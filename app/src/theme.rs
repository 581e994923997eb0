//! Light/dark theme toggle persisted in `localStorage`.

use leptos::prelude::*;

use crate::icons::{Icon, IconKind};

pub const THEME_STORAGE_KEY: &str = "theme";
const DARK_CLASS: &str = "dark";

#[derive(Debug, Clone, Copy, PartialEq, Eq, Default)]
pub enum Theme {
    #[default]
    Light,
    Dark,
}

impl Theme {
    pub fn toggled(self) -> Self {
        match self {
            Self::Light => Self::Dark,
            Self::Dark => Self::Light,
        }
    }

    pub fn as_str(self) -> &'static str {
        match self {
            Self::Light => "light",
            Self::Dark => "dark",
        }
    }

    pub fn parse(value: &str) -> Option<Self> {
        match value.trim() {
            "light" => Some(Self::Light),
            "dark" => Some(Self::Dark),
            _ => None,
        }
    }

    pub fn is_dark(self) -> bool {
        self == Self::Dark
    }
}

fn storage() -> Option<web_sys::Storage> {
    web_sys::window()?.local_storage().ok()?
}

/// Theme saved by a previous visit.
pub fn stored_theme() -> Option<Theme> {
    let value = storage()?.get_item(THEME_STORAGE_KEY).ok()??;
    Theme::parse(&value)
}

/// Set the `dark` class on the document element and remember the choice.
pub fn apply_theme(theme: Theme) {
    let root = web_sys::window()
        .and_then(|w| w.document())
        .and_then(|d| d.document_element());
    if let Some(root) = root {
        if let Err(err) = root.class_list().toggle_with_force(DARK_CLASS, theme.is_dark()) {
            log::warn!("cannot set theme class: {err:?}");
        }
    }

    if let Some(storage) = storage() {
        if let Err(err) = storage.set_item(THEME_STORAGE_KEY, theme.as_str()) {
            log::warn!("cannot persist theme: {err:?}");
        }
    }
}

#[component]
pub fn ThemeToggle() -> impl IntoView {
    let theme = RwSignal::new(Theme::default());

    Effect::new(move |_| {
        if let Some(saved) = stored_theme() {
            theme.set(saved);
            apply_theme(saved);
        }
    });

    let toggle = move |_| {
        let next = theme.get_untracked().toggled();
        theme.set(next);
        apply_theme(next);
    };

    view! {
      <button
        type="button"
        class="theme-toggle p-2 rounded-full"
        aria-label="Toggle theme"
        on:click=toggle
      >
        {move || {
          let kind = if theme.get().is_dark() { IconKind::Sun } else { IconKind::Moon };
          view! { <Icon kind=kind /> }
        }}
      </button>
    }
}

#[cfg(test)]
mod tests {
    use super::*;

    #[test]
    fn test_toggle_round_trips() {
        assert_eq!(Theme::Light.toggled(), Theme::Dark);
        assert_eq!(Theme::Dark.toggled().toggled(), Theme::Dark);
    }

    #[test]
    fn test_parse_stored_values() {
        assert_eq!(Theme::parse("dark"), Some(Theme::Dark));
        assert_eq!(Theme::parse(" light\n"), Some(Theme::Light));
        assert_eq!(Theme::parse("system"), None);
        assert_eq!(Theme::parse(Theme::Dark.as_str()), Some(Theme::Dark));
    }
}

-*-*-

### Aim of the task
For this exercise, repeat exactly the lines of the data above from the one with "pub fn ThemeToggle()" down to the one with "assert_eq!(Theme::Light.toggled(), Theme::Dark);", both end lines included.

### Reply to the exercise
pub fn ThemeToggle() -> impl IntoView {
    let theme = RwSignal::new(Theme::default());

    Effect::new(move |_| {
        if let Some(saved) = stored_theme() {
            theme.set(saved);
            apply_theme(saved);
        }
    });

    let toggle = move |_| {
        let next = theme.get_untracked().toggled();
        theme.set(next);
        apply_theme(next);
    };

    view! {
      <button
        type="button"
        class="theme-toggle p-2 rounded-full"
        aria-label="Toggle theme"
        on:click=toggle
      >
        {move || {
          let kind = if theme.get().is_dark() { IconKind::Sun } else { IconKind::Moon };
          view! { <Icon kind=kind /> }
        }}
      </button>
    }
}

#[cfg(test)]
mod tests {
    use super::*;

    #[test]
    fn test_toggle_round_trips() {
        assert_eq!(Theme::Light.toggled(), Theme::Dark);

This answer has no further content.